Segundo Cairo e Bishop (2004), para definição da síndrome da lise tumoral laboratorial é necessário encontrar ao menos três dos seguintes critérios, até sete dias após o início do tratamento do câncer: 1) Ácido úrico ≥ 8mg/dL ou 25% maior que o valor basal; 2) Potássio ≥ 6 mEq/L ou 25% maior que o valor basal; 3) Fosfato ≥ 4,5 mg/dL em adultos, > 6,5 mg/dL em criança ou 25% maior que a linha de base; 4) Cálcio ≤ 7 mg/dL ou 25% menor que o valor basal.

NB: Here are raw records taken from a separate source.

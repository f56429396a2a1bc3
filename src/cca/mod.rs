//! Canonical correlation analysis (CCA)
//!
//! The squared canonical correlations between X and Y are the squared singular
//! values of `Qxᵀ Qy`, where `Qx`, `Qy` are orthonormal bases of the column
//! spaces. Their mean is `‖Qxᵀ Qy‖_F² / min(dx, dy)`.
//!
//! Features are used as given (not mean-centered). The score is invariant to
//! any invertible linear map applied to either representation.
//!
//! Rank-deficient inputs are not detected: the QR factorization still returns
//! a basis, but its extra columns are dominated by rounding noise and the
//! score loses precision.

use crate::core::Result;
use crate::utils::{stats, validation};
use log::debug;
use nalgebra::DMatrix;
use ndarray::{Array2, ArrayBase, ArrayView2, Data, Ix2};

/// Mean squared canonical correlation between two feature matrices
///
/// # Errors
/// - [`SimilarityError::EmptyInput`](crate::core::SimilarityError::EmptyInput) for empty matrices
/// - [`SimilarityError::DimensionMismatch`](crate::core::SimilarityError::DimensionMismatch)
///   if the row counts differ
pub fn cca<S1, S2>(features_x: &ArrayBase<S1, Ix2>, features_y: &ArrayBase<S2, Ix2>) -> Result<f64>
where
    S1: Data<Elem = f64>,
    S2: Data<Elem = f64>,
{
    let (x, y) = (features_x.view(), features_y.view());
    validation::ensure_same_examples(&x, &y)?;
    debug!("CCA: n={}, dx={}, dy={}", x.nrows(), x.ncols(), y.ncols());

    let qx = orthonormal_basis(&x);
    let qy = orthonormal_basis(&y);
    let correlations = qx.t().dot(&qy);

    let min_features = x.ncols().min(y.ncols()) as f64;
    Ok(stats::frobenius_norm_squared(&correlations.view()) / min_features)
}

/// Thin Q factor of a Householder QR factorization of `x`
///
/// Returns an `n x min(n, d)` matrix with orthonormal columns spanning the
/// column space of `x` (when `x` has full column rank).
pub fn orthonormal_basis(x: &ArrayView2<f64>) -> Array2<f64> {
    let (n, d) = x.dim();
    let matrix = DMatrix::from_fn(n, d, |i, j| x[[i, j]]);
    let q = matrix.qr().q();
    Array2::from_shape_fn((q.nrows(), q.ncols()), |(i, j)| q[(i, j)])
}
pub mod connection;
pub mod fixtures;
pub mod migrations;
pub mod repositories;

pub use connection::{connect, connect_with_settings, DbPool};
pub use fixtures::{DemoDataset, SeedResult, VerificationResult};
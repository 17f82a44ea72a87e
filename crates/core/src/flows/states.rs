use serde::{Deserialize, Serialize};

use crate::domain::lead::{LeadDraft, LeadField};
use crate::i18n::{Lang, MessageKey};

#[derive(Clone, Copy, Debug, Default, PartialEq, Eq, Serialize, Deserialize)]
#[serde(rename_all = "snake_case")]
pub enum SellStep {
    #[default]
    Idle,
    Brand,
    Model,
    Year,
    Color,
    Price,
    Condition,
    Name,
    Phone,
}

impl SellStep {
    /// The answer slot a text reply fills at this step. `Idle` consumes
    /// nothing; the phone is validated separately and never stored as a field.
    pub fn field(self) -> Option<LeadField> {
        match self {
            Self::Idle | Self::Phone => None,
            Self::Brand => Some(LeadField::Brand),
            Self::Model => Some(LeadField::Model),
            Self::Year => Some(LeadField::Year),
            Self::Color => Some(LeadField::Color),
            Self::Price => Some(LeadField::Price),
            Self::Condition => Some(LeadField::Condition),
            Self::Name => Some(LeadField::Name),
        }
    }

    /// The question asked while this step is waiting for input.
    pub fn prompt(self) -> Option<MessageKey> {
        match self {
            Self::Idle => None,
            Self::Brand => Some(MessageKey::AskBrand),
            Self::Model => Some(MessageKey::AskModel),
            Self::Year => Some(MessageKey::AskYear),
            Self::Color => Some(MessageKey::AskColor),
            Self::Price => Some(MessageKey::AskPrice),
            Self::Condition => Some(MessageKey::AskCondition),
            Self::Name => Some(MessageKey::AskName),
            Self::Phone => Some(MessageKey::AskPhone),
        }
    }

    /// Stable storage token, used by session stores.
    pub fn as_str(self) -> &'static str {
        match self {
            Self::Idle => "idle",
            Self::Brand => "brand",
            Self::Model => "model",
            Self::Year => "year",
            Self::Color => "color",
            Self::Price => "price",
            Self::Condition => "condition",
            Self::Name => "name",
            Self::Phone => "phone",
        }
    }

    pub fn from_str_lenient(raw: &str) -> Option<Self> {
        match raw.trim() {
            "idle" => Some(Self::Idle),
            "brand" => Some(Self::Brand),
            "model" => Some(Self::Model),
            "year" => Some(Self::Year),
            "color" => Some(Self::Color),
            "price" => Some(Self::Price),
            "condition" => Some(Self::Condition),
            "name" => Some(Self::Name),
            "phone" => Some(Self::Phone),
            _ => None,
        }
    }

    pub fn next(self) -> SellStep {
        match self {
            Self::Idle => Self::Idle,
            Self::Brand => Self::Model,
            Self::Model => Self::Year,
            Self::Year => Self::Color,
            Self::Color => Self::Price,
            Self::Price => Self::Condition,
            Self::Condition => Self::Name,
            Self::Name => Self::Phone,
            Self::Phone => Self::Idle,
        }
    }
}

/// Per-user questionnaire state. Field entries appear in collection order and
/// only for steps already answered.
#[derive(Clone, Debug, PartialEq, Eq, Serialize, Deserialize)]
pub struct SellSession {
    pub lang: Lang,
    pub step: SellStep,
    pub fields: Vec<(LeadField, String)>,
}

impl SellSession {
    pub fn idle(lang: Lang) -> Self {
        Self { lang, step: SellStep::Idle, fields: Vec::new() }
    }

    pub fn is_active(&self) -> bool {
        self.step != SellStep::Idle
    }

    pub fn answer(&self, field: LeadField) -> Option<&str> {
        self.fields
            .iter()
            .find(|(stored, _)| *stored == field)
            .map(|(_, value)| value.as_str())
    }
}

#[derive(Clone, Debug, PartialEq, Eq)]
pub enum SellEvent {
    Start,
    Cancel,
    Reply(String),
}

#[derive(Clone, Debug, PartialEq, Eq)]
pub enum SellEffect {
    Say(MessageKey),
    CompleteLead(LeadDraft),
}
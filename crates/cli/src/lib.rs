pub mod commands;

use clap::{Parser, Subcommand};
use std::process::ExitCode;

#[derive(Debug, Parser)]
#[command(
    name = "automarket",
    about = "Automarket operator CLI",
    long_about = "Operate the automarket deployment: migrations, demo data, config inspection, and readiness checks.",
    after_help = "Examples:\n  automarket migrate\n  automarket seed\n  automarket doctor --json"
)]
pub struct Cli {
    #[command(subcommand)]
    command: Command,
}

#[derive(Debug, Subcommand)]
enum Command {
    #[command(about = "Apply pending database migrations and return structured status output")]
    Migrate,
    #[command(about = "Load the deterministic demo catalog and verify it landed")]
    Seed,
    #[command(
        about = "Inspect effective configuration values with source attribution and redaction"
    )]
    Config,
    #[command(about = "Validate config, Telegram token readiness, and DB connectivity")]
    Doctor {
        #[arg(long, help = "Emit machine-readable JSON output")]
        json: bool,
    },
}

pub fn run() -> ExitCode {
    let cli = Cli::parse();

    let result = match cli.command {
        Command::Migrate => commands::migrate::run(),
        Command::Seed => commands::seed::run(),
        Command::Config => {
            commands::CommandResult { exit_code: 0, output: commands::config::run() }
        }
        Command::Doctor { json } => {
            commands::CommandResult { exit_code: 0, output: commands::doctor::run(json) }
        }
    };

    println!("{}", result.output);
    ExitCode::from(result.exit_code)
}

Para definição da síndrome da lise tumoral clínica, é necessário presença dos critérios laboratoriais com uma ou mais complicações clínicas (arritmia cardíaca, morte súbita, convulsões, oligúria ou aumento de 0,3mg/dl de creatinina).
Prevenção e tratamento
Para realizar a prevenção da síndrome da lise tumoral é de fundamental importância a estratificação do risco do paciente, bem como as comorbidades por ele apresentadas. Dessa forma, devido à maior chance de depleção volêmica nessa síndrome, indivíduos que apresentem moderado risco e alto risco devem iniciar uma hidratação agressiva com solução salina isotônica. Tal reposição hídrica elevará o volume intravascular, a taxa de filtração glomerular e o volume urinário, resultando na diminuição da concentração dos solutos. Aliado a isso, deve-se realizar profilaxia farmacológica antes de iniciar a quimioterapia e a radioterapia.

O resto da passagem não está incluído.